◆ EXERCISE AIM
From the data below, return the exact lines starting at the line containing "pub fn new()" and ending at the line containing "impl MerchantStore for InMemoryMerchantStore", both included, and nothing else.

◆ SOURCE INFORMATION
***

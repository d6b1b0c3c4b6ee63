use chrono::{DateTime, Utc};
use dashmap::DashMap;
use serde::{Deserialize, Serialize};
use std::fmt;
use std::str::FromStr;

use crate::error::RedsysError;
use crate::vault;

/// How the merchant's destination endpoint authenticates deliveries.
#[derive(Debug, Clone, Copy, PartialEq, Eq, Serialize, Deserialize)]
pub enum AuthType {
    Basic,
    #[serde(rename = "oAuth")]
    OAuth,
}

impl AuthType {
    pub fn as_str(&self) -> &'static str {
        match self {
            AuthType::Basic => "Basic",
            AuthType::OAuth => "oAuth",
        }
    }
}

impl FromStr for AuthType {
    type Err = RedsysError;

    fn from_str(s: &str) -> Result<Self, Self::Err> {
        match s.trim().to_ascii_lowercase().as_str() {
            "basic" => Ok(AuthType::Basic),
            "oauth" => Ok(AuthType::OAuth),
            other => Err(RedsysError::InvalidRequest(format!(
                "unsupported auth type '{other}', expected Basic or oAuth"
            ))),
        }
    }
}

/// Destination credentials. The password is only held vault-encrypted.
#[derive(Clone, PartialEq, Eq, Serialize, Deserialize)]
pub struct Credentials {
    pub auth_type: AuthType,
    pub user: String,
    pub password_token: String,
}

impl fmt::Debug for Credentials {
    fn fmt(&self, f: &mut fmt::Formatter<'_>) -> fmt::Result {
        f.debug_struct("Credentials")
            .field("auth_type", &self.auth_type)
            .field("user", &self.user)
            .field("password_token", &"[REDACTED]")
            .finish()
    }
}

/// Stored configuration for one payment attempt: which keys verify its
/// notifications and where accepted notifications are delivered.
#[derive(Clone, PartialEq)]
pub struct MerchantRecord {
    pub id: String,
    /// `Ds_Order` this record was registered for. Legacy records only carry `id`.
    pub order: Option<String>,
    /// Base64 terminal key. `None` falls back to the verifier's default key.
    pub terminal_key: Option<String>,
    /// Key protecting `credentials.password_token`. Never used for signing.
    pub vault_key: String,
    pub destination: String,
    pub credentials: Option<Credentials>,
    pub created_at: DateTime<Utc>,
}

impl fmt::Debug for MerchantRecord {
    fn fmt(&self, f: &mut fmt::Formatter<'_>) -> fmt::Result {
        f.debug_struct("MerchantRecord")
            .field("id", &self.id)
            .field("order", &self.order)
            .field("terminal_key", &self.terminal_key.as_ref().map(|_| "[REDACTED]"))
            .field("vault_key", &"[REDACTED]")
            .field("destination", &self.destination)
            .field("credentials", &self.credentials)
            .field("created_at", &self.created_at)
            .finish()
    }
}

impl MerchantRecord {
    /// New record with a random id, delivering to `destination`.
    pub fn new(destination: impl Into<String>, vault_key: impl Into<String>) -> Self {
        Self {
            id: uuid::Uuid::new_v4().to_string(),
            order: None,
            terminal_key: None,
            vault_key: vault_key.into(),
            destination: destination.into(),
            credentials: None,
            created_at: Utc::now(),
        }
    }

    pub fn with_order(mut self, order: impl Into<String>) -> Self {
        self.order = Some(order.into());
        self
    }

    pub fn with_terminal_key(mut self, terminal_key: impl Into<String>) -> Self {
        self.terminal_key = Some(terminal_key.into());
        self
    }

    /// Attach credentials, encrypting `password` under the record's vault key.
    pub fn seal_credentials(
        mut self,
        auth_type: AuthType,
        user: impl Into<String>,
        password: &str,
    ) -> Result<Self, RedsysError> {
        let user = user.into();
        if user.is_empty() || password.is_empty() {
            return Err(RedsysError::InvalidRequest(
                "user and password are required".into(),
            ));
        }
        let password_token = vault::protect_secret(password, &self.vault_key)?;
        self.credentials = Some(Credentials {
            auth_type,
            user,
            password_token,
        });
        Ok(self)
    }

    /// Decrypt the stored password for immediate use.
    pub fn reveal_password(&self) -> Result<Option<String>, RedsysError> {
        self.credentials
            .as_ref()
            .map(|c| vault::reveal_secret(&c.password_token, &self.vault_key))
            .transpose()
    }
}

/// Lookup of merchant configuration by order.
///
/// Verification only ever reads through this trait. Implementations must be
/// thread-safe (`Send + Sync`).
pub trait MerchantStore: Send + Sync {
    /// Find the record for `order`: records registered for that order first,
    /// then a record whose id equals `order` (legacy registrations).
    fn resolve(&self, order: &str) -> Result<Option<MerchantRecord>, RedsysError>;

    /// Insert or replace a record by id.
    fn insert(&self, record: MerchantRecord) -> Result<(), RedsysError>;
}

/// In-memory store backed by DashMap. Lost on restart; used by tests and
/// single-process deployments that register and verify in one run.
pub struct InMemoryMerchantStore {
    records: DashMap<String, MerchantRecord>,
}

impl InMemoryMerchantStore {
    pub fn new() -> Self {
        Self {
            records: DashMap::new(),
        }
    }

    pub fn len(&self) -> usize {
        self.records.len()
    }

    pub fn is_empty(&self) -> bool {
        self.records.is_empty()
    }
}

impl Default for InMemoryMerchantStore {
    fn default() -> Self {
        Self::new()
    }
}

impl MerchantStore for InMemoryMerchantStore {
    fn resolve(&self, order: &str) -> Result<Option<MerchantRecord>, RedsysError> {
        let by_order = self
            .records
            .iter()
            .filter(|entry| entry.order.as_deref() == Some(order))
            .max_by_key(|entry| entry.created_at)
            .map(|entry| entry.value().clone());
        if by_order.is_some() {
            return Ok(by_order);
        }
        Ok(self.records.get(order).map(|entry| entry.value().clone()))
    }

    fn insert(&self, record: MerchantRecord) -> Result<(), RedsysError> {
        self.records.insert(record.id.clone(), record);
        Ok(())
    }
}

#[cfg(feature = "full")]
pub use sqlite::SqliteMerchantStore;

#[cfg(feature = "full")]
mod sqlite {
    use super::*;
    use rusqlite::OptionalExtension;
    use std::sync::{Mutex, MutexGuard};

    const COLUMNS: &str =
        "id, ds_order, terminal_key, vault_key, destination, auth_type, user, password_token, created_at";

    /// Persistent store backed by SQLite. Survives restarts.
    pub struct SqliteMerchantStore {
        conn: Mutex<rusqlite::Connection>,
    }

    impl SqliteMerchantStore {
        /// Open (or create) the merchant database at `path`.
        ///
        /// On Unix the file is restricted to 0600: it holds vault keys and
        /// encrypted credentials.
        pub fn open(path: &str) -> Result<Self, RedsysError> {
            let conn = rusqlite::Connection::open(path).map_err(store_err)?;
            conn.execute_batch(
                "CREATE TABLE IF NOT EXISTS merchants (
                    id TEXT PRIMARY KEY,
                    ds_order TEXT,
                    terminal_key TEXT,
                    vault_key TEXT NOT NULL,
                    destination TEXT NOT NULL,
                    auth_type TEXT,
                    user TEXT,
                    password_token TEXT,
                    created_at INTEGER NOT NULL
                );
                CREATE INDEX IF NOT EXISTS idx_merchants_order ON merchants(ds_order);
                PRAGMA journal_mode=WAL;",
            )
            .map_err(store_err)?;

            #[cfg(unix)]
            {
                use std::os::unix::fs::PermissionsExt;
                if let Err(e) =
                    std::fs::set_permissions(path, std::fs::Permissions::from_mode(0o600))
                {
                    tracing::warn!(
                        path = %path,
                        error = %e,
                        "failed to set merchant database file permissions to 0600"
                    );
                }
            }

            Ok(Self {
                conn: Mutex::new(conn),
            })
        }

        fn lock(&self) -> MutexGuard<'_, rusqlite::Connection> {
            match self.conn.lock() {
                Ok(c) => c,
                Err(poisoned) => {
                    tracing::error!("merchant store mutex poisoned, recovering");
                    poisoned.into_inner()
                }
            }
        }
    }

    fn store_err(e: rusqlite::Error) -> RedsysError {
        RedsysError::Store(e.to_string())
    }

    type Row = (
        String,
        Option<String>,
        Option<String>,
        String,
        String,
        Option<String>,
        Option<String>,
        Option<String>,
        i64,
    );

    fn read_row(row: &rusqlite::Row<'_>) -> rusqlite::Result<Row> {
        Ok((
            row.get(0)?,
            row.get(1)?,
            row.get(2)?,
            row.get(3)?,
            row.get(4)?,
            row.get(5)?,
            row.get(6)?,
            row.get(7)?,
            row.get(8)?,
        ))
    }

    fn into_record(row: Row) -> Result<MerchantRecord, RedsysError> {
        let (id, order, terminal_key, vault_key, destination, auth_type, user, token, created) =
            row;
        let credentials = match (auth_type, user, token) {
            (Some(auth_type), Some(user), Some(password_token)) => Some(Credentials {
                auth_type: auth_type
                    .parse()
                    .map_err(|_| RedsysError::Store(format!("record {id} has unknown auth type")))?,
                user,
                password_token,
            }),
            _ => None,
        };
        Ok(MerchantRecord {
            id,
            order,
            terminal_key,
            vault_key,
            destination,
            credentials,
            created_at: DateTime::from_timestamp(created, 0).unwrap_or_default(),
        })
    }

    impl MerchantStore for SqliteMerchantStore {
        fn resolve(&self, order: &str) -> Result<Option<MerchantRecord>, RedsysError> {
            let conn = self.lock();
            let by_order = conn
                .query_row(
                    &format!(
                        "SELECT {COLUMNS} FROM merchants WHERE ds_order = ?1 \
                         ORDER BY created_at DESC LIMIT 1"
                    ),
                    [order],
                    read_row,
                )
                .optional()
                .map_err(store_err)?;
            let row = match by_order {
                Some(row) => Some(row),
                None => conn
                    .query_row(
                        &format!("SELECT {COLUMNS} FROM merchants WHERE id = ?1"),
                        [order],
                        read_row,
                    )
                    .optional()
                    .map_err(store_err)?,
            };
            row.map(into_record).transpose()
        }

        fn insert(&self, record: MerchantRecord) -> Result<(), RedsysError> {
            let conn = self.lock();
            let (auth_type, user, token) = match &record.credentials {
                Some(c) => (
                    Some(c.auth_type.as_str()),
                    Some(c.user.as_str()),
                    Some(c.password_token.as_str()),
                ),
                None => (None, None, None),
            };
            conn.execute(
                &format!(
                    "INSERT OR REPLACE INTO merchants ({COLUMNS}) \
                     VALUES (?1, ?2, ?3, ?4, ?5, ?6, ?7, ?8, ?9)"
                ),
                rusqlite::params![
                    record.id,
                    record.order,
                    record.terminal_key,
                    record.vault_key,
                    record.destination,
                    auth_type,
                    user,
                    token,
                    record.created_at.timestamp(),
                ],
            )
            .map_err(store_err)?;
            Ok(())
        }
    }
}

***

◆ WRITTEN ANSWER
    pub fn new() -> Self {
        Self {
            records: DashMap::new(),
        }
    }

    pub fn len(&self) -> usize {
        self.records.len()
    }

    pub fn is_empty(&self) -> bool {
        self.records.is_empty()
    }
}

impl Default for InMemoryMerchantStore {
    fn default() -> Self {
        Self::new()
    }
}

impl MerchantStore for InMemoryMerchantStore {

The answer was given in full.